M. Jean-Pierre Fourcade. Madame la présidente, madame la ministre, monsieur le ministre, mes chers collègues, je ne reviendrai pas sur ce qu’ont excellemment indiqué le rapporteur général du budget, ainsi que mes collègues du groupe UMP Jean Bizet et Fabienne Keller sur la Grèce et sur l’ensemble des problèmes ; je souscris pleinement à leurs analyses.

Mon intervention portera essentiellement sur l’endettement de notre pays, qui se situera cette année entre 82 % et 85 % de notre produit intérieur brut, le PIB.

Auparavant, je souhaite apporter mon entier soutien aux mesures fiscales et budgétaires proposées par le Gouvernement pour réduire le déficit et conserver la trajectoire vers l’objectif de 3 % du PIB en 2013, en dépit de l’affolement des marchés financiers, de la crise grecque et de la nécessité de défendre l’euro. Comme cela a été souligné ce matin, il est clair que la rapidité est plus importante que le pinaillage sur telle ou telle mesure.

Voilà deux ans, j’avais écrit à M. le Premier ministre et à Mme Lagarde – M. le président de la commission des finances s’en souvient – pour leur indiquer qu’il était essentiel de ne pas trop s’écarter de l’évolution de l’économie allemande en matière tant de déficits que d’endettement.

M. René-Pierre Signé. Ils ne vous ont pas écouté !

M. Jean-Pierre Fourcade. Je tiens à le dire aujourd’hui, il faut rattraper le temps perdu et avoir le courage de réduire les dépenses publiques, de revenir sur les exonérations injustifiées et de rétablir l’équilibre des comptes sociaux.

Mme Nicole Bricq. C’est mal parti !

M. Jean-Pierre Fourcade. Ce que nous propose le Gouvernement va dans la bonne direction, même si j’estime, pour ma part, qu’il aurait fallu aller un peu plus loin, notamment en réduisant davantage le déficit annoncé pour 2011.

M. René-Pierre Signé. Vous voulez faire payer les pauvres !

M. Jean-Pierre Fourcade. Pourriez-vous pour une fois avoir l’amabilité de me laisser parler, mon cher collègue ?

M. René-Pierre Signé. Mais je vous écoute ! Simplement, je ne suis pas d'accord !

M. Jean-Pierre Fourcade. Ce n’est pas la peine de m’interrompre tout le temps !

M. René-Pierre Signé. On vous écoute, mais on ne vous approuve pas !

M. Jean-Pierre Fourcade. Permettez-moi de vous faire part de quelques chiffres, mes chers collègues.

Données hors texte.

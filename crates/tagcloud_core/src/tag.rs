/*
SPDX-License-Identifier: MPL-2.0
SPDX-FileCopyrightText: © 2023-2026 Bruce D'Arcus
*/

//! Tag records as supplied by a tag source.

#[cfg(feature = "schema")]
use schemars::JsonSchema;
use serde::{Deserialize, Serialize};

/// The destination URL meaning "no link"; such tags render as buttons.
pub const NO_LINK: &str = "#";

fn no_link() -> String {
    NO_LINK.to_string()
}

/// A labeled, countable item to be visualized in the cloud.
///
/// Tags are read-only to the processor. The identifier is optional: when a
/// tag source does not provide one, the tag's position in the input
/// collection stands in for it.
#[derive(Debug, Clone, PartialEq, Eq, Serialize, Deserialize)]
#[cfg_attr(feature = "schema", derive(JsonSchema))]
#[serde(rename_all = "kebab-case")]
pub struct Tag {
    /// Stable identifier, used in CSS classes.
    #[serde(
        default,
        alias = "term-id",
        alias = "term_id",
        skip_serializing_if = "Option::is_none"
    )]
    pub id: Option<u64>,
    /// Display name.
    pub name: String,
    /// URL-safe name.
    #[serde(default)]
    pub slug: String,
    /// Destination URL; `"#"` renders the tag as a button.
    #[serde(default = "no_link", alias = "link")]
    pub url: String,
    /// Raw usage count.
    #[serde(default)]
    pub count: u64,
    /// Taxonomy the tag belongs to (e.g. `post_tag`).
    #[serde(default, skip_serializing_if = "Option::is_none")]
    pub taxonomy: Option<String>,
}

impl Default for Tag {
    fn default() -> Self {
        Self {
            id: None,
            name: String::new(),
            slug: String::new(),
            url: no_link(),
            count: 0,
            taxonomy: None,
        }
    }
}

impl Tag {
    /// Create a tag with a generated slug and no link.
    pub fn new(id: u64, name: &str, count: u64) -> Self {
        Self {
            id: Some(id),
            name: name.to_string(),
            slug: slugify(name),
            count,
            ..Default::default()
        }
    }

    /// Set the destination URL.
    pub fn with_url(mut self, url: &str) -> Self {
        self.url = url.to_string();
        self
    }

    /// Set the taxonomy.
    pub fn with_taxonomy(mut self, taxonomy: &str) -> Self {
        self.taxonomy = Some(taxonomy.to_string());
        self
    }

    /// Whether the tag has no destination and should render as a button.
    pub fn is_button(&self) -> bool {
        self.url == NO_LINK
    }
}

/// Lowercase a name and collapse everything but letters and digits to `-`.
pub fn slugify(name: &str) -> String {
    let mut slug = String::with_capacity(name.len());
    for c in name.chars().flat_map(char::to_lowercase) {
        if c.is_alphanumeric() {
            slug.push(c);
        } else if !slug.is_empty() && !slug.ends_with('-') {
            slug.push('-');
        }
    }
    while slug.ends_with('-') {
        slug.pop();
    }
    slug
}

L’endettement de l’État, c'est-à-dire sa dette négociable, s’élève aujourd’hui à 1 308 milliards d’euros. Et l’adoption du plan d’aide à la Grèce, combinée aux mesures que nous avons envisagées et même déjà commencé à mettre en œuvre pour l’Irlande et le Portugal, entraînera une augmentation de notre endettement brut de 40 milliards d’euros d’ici à la fin de l’année 2014.

Dans ces conditions, il me paraît nécessaire de préciser les conditions de soutenabilité de la dette publique française, qui est, mes chers collègues, le véritable sujet de notre débat.

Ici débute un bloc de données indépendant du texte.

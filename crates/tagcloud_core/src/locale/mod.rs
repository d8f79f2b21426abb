/*
SPDX-License-Identifier: MPL-2.0
SPDX-FileCopyrightText: © 2023-2026 Bruce D'Arcus
*/

//! Locale support for count text.
//!
//! A locale provides the digit grouping used when a count is shown to
//! readers, the plural rule that selects between singular and plural
//! templates, and the built-in "%s item" / "%s items" templates.

pub mod types;

use crate::error::CoreError;
#[cfg(feature = "schema")]
use schemars::JsonSchema;
use serde::{Deserialize, Serialize};
use std::path::Path;
use tracing::warn;
pub use types::*;

fn default_grouping() -> String {
    ",".to_string()
}

/// A locale definition.
#[derive(Debug, Clone, PartialEq, Eq, Serialize, Deserialize)]
#[cfg_attr(feature = "schema", derive(JsonSchema))]
#[serde(rename_all = "kebab-case")]
pub struct Locale {
    /// The locale identifier (e.g., "en-US", "de-DE").
    pub locale: String,
    /// Thousands separator.
    #[serde(default = "default_grouping", alias = "grouping_separator")]
    pub grouping_separator: String,
    #[serde(default, alias = "plural_rule")]
    pub plural_rule: PluralRule,
    #[serde(default)]
    pub terms: Terms,
}

impl Default for Locale {
    fn default() -> Self {
        Self::en_us()
    }
}

impl Locale {
    pub fn en_us() -> Self {
        Self {
            locale: "en-US".into(),
            grouping_separator: ",".into(),
            plural_rule: PluralRule::OneOther,
            terms: Terms::en_us(),
        }
    }

    pub fn de_de() -> Self {
        Self {
            locale: "de-DE".into(),
            grouping_separator: ".".into(),
            plural_rule: PluralRule::OneOther,
            terms: Terms {
                items: SingularPlural::new("%s Eintrag", "%s Einträge"),
            },
        }
    }

    pub fn fr_fr() -> Self {
        Self {
            locale: "fr-FR".into(),
            grouping_separator: "\u{202F}".into(),
            plural_rule: PluralRule::ZeroOne,
            terms: Terms {
                items: SingularPlural::new("%s élément", "%s éléments"),
            },
        }
    }

    /// Look up a built-in locale by identifier or base language.
    pub fn builtin(locale_id: &str) -> Option<Self> {
        let base = locale_id.split(['-', '_']).next().unwrap_or(locale_id);
        match base.to_ascii_lowercase().as_str() {
            "en" => Some(Self::en_us()),
            "de" => Some(Self::de_de()),
            "fr" => Some(Self::fr_fr()),
            _ => None,
        }
    }

    /// Group the digits of `n` in threes.
    pub fn format_number(&self, n: u64) -> String {
        let digits = n.to_string();
        let mut out = String::with_capacity(digits.len() + digits.len() / 3 * 3);
        for (i, c) in digits.chars().enumerate() {
            if i > 0 && (digits.len() - i) % 3 == 0 {
                out.push_str(&self.grouping_separator);
            }
            out.push(c);
        }
        out
    }

    /// Select the inflected template for `n`, not yet interpolated.
    pub fn plural<'a>(&self, template: &'a SingularPlural, n: u64) -> &'a str {
        if self.plural_rule.is_singular(n) {
            &template.singular
        } else {
            &template.plural
        }
    }

    /// Select the template for `n` and substitute the grouped number for `%s`.
    pub fn count_text(&self, template: &SingularPlural, n: u64) -> String {
        let number = self.format_number(n);
        self.plural(template, n)
            .replace("%1$s", &number)
            .replace("%s", &number)
    }

    /// Load a locale from a YAML string.
    pub fn from_yaml_str(yaml: &str) -> Result<Self, CoreError> {
        Ok(serde_yaml::from_str(yaml)?)
    }

    /// Load locale from a file path directly.
    pub fn from_yaml_file(path: &Path) -> Result<Self, CoreError> {
        let yaml = std::fs::read_to_string(path)?;
        Self::from_yaml_str(&yaml)
    }

    /// Load a locale by ID (e.g., "en-US", "de-DE") from a locales directory.
    ///
    /// Tries `<id>.yaml`, then any file for the base language, then the
    /// built-in locales, and finally en-US.
    pub fn load(locale_id: &str, locales_dir: &Path) -> Self {
        let file_path = locales_dir.join(format!("{}.yaml", locale_id));

        if file_path.exists() {
            match Self::from_yaml_file(&file_path) {
                Ok(locale) => return locale,
                Err(e) => {
                    warn!(locale = locale_id, error = %e, "failed to load locale file");
                }
            }
        }

        if let Some(base) = locale_id.split('-').next().filter(|_| locale_id.contains('-')) {
            if let Ok(entries) = std::fs::read_dir(locales_dir) {
                for entry in entries.flatten() {
                    let name = entry.file_name();
                    let name_str = name.to_string_lossy();
                    if name_str.starts_with(base) && name_str.ends_with(".yaml") {
                        if let Ok(locale) = Self::from_yaml_file(&entry.path()) {
                            return locale;
                        }
                    }
                }
            }
        }

        Self::builtin(locale_id).unwrap_or_else(|| {
            warn!(locale = locale_id, "unknown locale, falling back to en-US");
            Self::en_us()
        })
    }
}
/*
SPDX-License-Identifier: MPL-2.0
SPDX-FileCopyrightText: © 2023-2026 Bruce D'Arcus
*/

//! Linear mapping from (transformed) counts to font sizes.

use super::sorting::OrderedTag;
use tagcloud_core::CountScale;
use tracing::warn;

/// A tag with its transformed and raw counts, alive only for one call.
#[derive(Debug, Clone, Copy)]
pub struct ScaledTag<'a> {
    pub tag: &'a OrderedTag,
    pub scaled: f64,
    pub real: u64,
}

pub fn scale_tags<'a>(tags: &'a [OrderedTag], scale: &CountScale) -> Vec<ScaledTag<'a>> {
    tags.iter()
        .map(|tag| ScaledTag {
            tag,
            scaled: scale.apply(tag.tag.count),
            real: tag.tag.count,
        })
        .collect()
}

/// Interpolation from the scaled-count range onto the font-size range.
#[derive(Debug, Clone, Copy, PartialEq)]
pub struct FontScale {
    smallest: f64,
    min_count: f64,
    font_spread: f64,
    step: f64,
}

impl FontScale {
    pub fn new(scaled_counts: &[f64], smallest: f64, largest: f64) -> Self {
        let (min_count, max_count) = if scaled_counts.is_empty() {
            (0.0, 0.0)
        } else {
            scaled_counts
                .iter()
                .fold((f64::INFINITY, f64::NEG_INFINITY), |(lo, hi), &c| {
                    (lo.min(c), hi.max(c))
                })
        };

        let mut spread = max_count - min_count;
        if spread.is_nan() || spread <= 0.0 {
            spread = 1.0;
        }

        let mut font_spread = largest - smallest;
        if font_spread < 0.0 {
            warn!(smallest, largest, "font size bounds are inverted");
            font_spread = 1.0;
        }

        Self {
            smallest,
            min_count,
            font_spread,
            step: font_spread / spread,
        }
    }

    /// Font size for a scaled count within the observed range.
    pub fn size(&self, scaled: f64) -> f64 {
        let size = self.smallest + (scaled - self.min_count) * self.step;
        size.max(self.smallest).min(self.smallest + self.font_spread)
    }

    /// Whether tags can render at different sizes.
    pub fn varies(&self) -> bool {
        self.font_spread != 0.0
    }
}
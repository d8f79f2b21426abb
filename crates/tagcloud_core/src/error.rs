/*
SPDX-License-Identifier: MPL-2.0
SPDX-FileCopyrightText: © 2023-2026 Bruce D'Arcus
*/

use thiserror::Error;

/// Errors raised while loading locales or option files.
#[derive(Debug, Error)]
pub enum CoreError {
    #[error("failed to parse {format}: {message}")]
    Parse { format: String, message: String },

    #[error("IO error: {0}")]
    Io(#[from] std::io::Error),
}

impl From<serde_yaml::Error> for CoreError {
    fn from(e: serde_yaml::Error) -> Self {
        CoreError::Parse {
            format: "YAML".to_string(),
            message: e.to_string(),
        }
    }
}

impl From<serde_json::Error> for CoreError {
    fn from(e: serde_json::Error) -> Self {
        CoreError::Parse {
            format: "JSON".to_string(),
            message: e.to_string(),
        }
    }
}

pub type Result<T> = std::result::Result<T, CoreError>;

M. Jean-Pierre Fourcade. Notre dette comporte un certain nombre d’éléments de risque. À cet égard, je voudrais poser quelques questions.

D’abord, c’est la partie indexée sur l’inflation qui nous oblige aujourd’hui à majorer le crédit budgétaire prévu pour 2011 de 2,5 milliards d’euros à 4 milliards d’euros. Comme les taux auxquels nous empruntons à dix ans se sont nettement détendus – ils sont aujourd'hui de 2,7 % –, pourquoi n’arrêtons-nous pas d’émettre des emprunts indexés sur l’inflation ?

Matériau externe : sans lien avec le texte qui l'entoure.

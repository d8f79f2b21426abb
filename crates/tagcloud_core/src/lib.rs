/*
SPDX-License-Identifier: MPL-2.0
SPDX-FileCopyrightText: © 2023-2026 Bruce D'Arcus
*/

//! Tag Cloud Core
//!
//! Shared data model for tag cloud generation: the [`Tag`] records handed in
//! by a tag source, the partial [`TagCloudArgs`] a caller supplies, the fully
//! resolved [`TagCloudOptions`] the processor consumes, and the [`Locale`]
//! used for number grouping and count pluralization.
//!
//! # Example
//!
//! ```rust
//! use tagcloud_core::{CloudFormat, TagCloudArgs};
//!
//! let yaml = r#"
//! smallest: 10
//! largest: 20
//! format: list
//! order: DESC
//! "#;
//! let args: TagCloudArgs = serde_yaml::from_str(yaml).unwrap();
//! let options = args.resolve();
//! assert_eq!(options.format, CloudFormat::List);
//! assert_eq!(options.unit, "pt");
//! ```

pub mod error;
pub mod locale;
pub mod options;
pub mod tag;

pub use error::CoreError;
pub use locale::{Locale, PluralRule, SingularPlural};
pub use options::{
    CloudFormat, CountScale, CountTextCallback, CountTextFn, LinkMode, Order, OrderBy, ScaleFn,
    ShortcodeArgs, TagCloudArgs, TagCloudOptions,
};
pub use tag::Tag;
/*
SPDX-License-Identifier: MPL-2.0
SPDX-FileCopyrightText: © 2023-2026 Bruce D'Arcus
*/

//! `{placeholder}` expansion for link templates.

use regex::{Captures, Regex};
use std::sync::OnceLock;

fn placeholder() -> &'static Regex {
    static PLACEHOLDER: OnceLock<Regex> = OnceLock::new();
    PLACEHOLDER.get_or_init(|| Regex::new(r"\{([a-z_]+)\}").expect("placeholder regex is valid"))
}

/// Replace each `{name}` in `template` with the URL-encoded value `lookup`
/// returns for it. Unknown placeholders are left in place.
pub fn expand(template: &str, lookup: impl Fn(&str) -> Option<String>) -> String {
    placeholder()
        .replace_all(template, |caps: &Captures<'_>| match lookup(&caps[1]) {
            Some(value) => url::form_urlencoded::byte_serialize(value.as_bytes()).collect(),
            None => caps[0].to_string(),
        })
        .into_owned()
}

#[cfg(test)]
mod tests {
    use super::*;

    #[test]
    fn test_expand_encodes_values() {
        let out = expand("/?post_type=thread&tag={name}&id={id}", |key| match key {
            "name" => Some("C++ & Rust".to_string()),
            "id" => Some("7".to_string()),
            _ => None,
        });
        assert_eq!(out, "/?post_type=thread&tag=C%2B%2B+%26+Rust&id=7");
    }

    #[test]
    fn test_unknown_placeholder_is_kept() {
        assert_eq!(expand("/t/{unknown}/", |_| None), "/t/{unknown}/");
    }
}
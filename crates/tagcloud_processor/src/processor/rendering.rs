/*
SPDX-License-Identifier: MPL-2.0
SPDX-FileCopyrightText: © 2023-2026 Bruce D'Arcus
*/

use super::labels::LabelFormatter;
use super::scaling::{FontScale, ScaledTag};
use crate::render::{template, Markup, TagData};
use tagcloud_core::tag::NO_LINK;
use tagcloud_core::{Tag, TagCloudOptions};
use tracing::trace;

/// Builds the per-tag records for one generation call.
pub struct Renderer<'a, F: Markup> {
    options: &'a TagCloudOptions,
    labels: &'a LabelFormatter<'a>,
    scale: &'a FontScale,
    markup: &'a F,
    aria_label: bool,
}

impl<'a, F: Markup> Renderer<'a, F> {
    pub fn new(
        options: &'a TagCloudOptions,
        labels: &'a LabelFormatter<'a>,
        scale: &'a FontScale,
        markup: &'a F,
    ) -> Self {
        // Labels mirror what is shown visually: varying sizes or counts.
        let aria_label = options.show_count || scale.varies();
        Self {
            options,
            labels,
            scale,
            markup,
            aria_label,
        }
    }

    pub fn tag_data(&self, scaled: &ScaledTag<'_>) -> TagData {
        let tag = &scaled.tag.tag;
        let id = tag
            .id
            .map(|id| id.to_string())
            .unwrap_or_else(|| scaled.tag.key.to_string());

        let formatted_count = self.labels.format(scaled.real, tag, self.options);

        let (url, role) = if tag.is_button() {
            (NO_LINK.to_string(), "button".to_string())
        } else {
            (self.href(tag, &id), String::new())
        };

        let font_size = self.scale.size(scaled.scaled);
        trace!(tag = %tag.name, count = scaled.real, font_size, "scaled tag");

        TagData {
            aria_label: self
                .aria_label
                .then(|| format!("{} ({})", tag.name, formatted_count)),
            count_badge: if self.options.show_count {
                self.markup.count_badge(scaled.real)
            } else {
                String::new()
            },
            class: format!("tag-cloud-link tag-link-{}", id),
            id,
            url,
            role,
            name: tag.name.clone(),
            slug: tag.slug.clone(),
            formatted_count,
            real_count: scaled.real,
            font_size,
        }
    }

    fn href(&self, tag: &Tag, id: &str) -> String {
        match &self.options.link_template {
            Some(link_template) => template::expand(link_template, |key| match key {
                "slug" => Some(tag.slug.clone()),
                "name" => Some(tag.name.clone()),
                "id" => Some(id.to_string()),
                _ => None,
            }),
            None => tag.url.clone(),
        }
    }
}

Ensuite, près de 70 % des 184 milliards d’euros que nous empruntons cette année sur les marchés sont souscrits par des non-résidents. Dès lors, pourquoi ne fait-on pas des efforts en direction des résidents, en essayant de mobiliser davantage l’épargne de notre pays, qui – nous le savons – est forte et se dirige souvent vers d’autres placements ?

Enfin, notre endettement continuera à croître en 2012 et en 2013, puisque la moitié des 184 milliards d’euros que nous empruntons aujourd'hui sert à rembourser le capital tandis que l’autre moitié est employée pour financer le déficit budgétaire.

Que faudra-t-il emprunter sur les marchés pour financer les remboursements qui tombent en 2012 – ils s’élèveront à 116 milliards d’euros –, ainsi que le déficit budgétaire qui subsistera l’année prochaine ?

Aujourd'hui, mes chers collègues, dans le déficit du budget de l’État tel qu’il ressort du présent projet de loi de finances rectificative – il s’établit à 95,7 milliards d’euros –, la charge des intérêts de la dette équivaut à peu près au déficit résiduel hors charge ; c’est de l’ordre de 48 milliards d’euros ou 49 milliards d’euros de part et d’autre. C’est donc le déficit résiduel qu’il faut réduire en deux ou trois ans. Tel est l’enjeu ; tel est l’effort à fournir.

Je crois savoir que le projet de budget envisagé pour 2012 comportera une forte réduction du déficit, de nature à nous rapprocher des objectifs fixés. Mais il faudra continuer dans cette voie en 2013, ce qui, je pense, sera encore plus difficile.

C’et pourquoi il faut, me semble-t-il, opérer en plusieurs étapes pour essayer de retrouver une situation convenable des finances publiques.

Première étape, nous devons diminuer les dépenses publiques. En effet, je crois qu’il serait vain d’essayer de réduire notre déficit budgétaire en augmentant les impôts dès maintenant, car cela laisserait subsister un montant de dépenses publiques extrêmement important et nous interdirait de pouvoir entamer le remboursement de la dette par la suite. Il importe donc, et je pense que c’est la politique suivie par le Gouvernement, de réduire nos dépenses, afin de pouvoir faire autre chose une fois que nous aurons atteint l’objectif d’un déficit à 3 % du PIB.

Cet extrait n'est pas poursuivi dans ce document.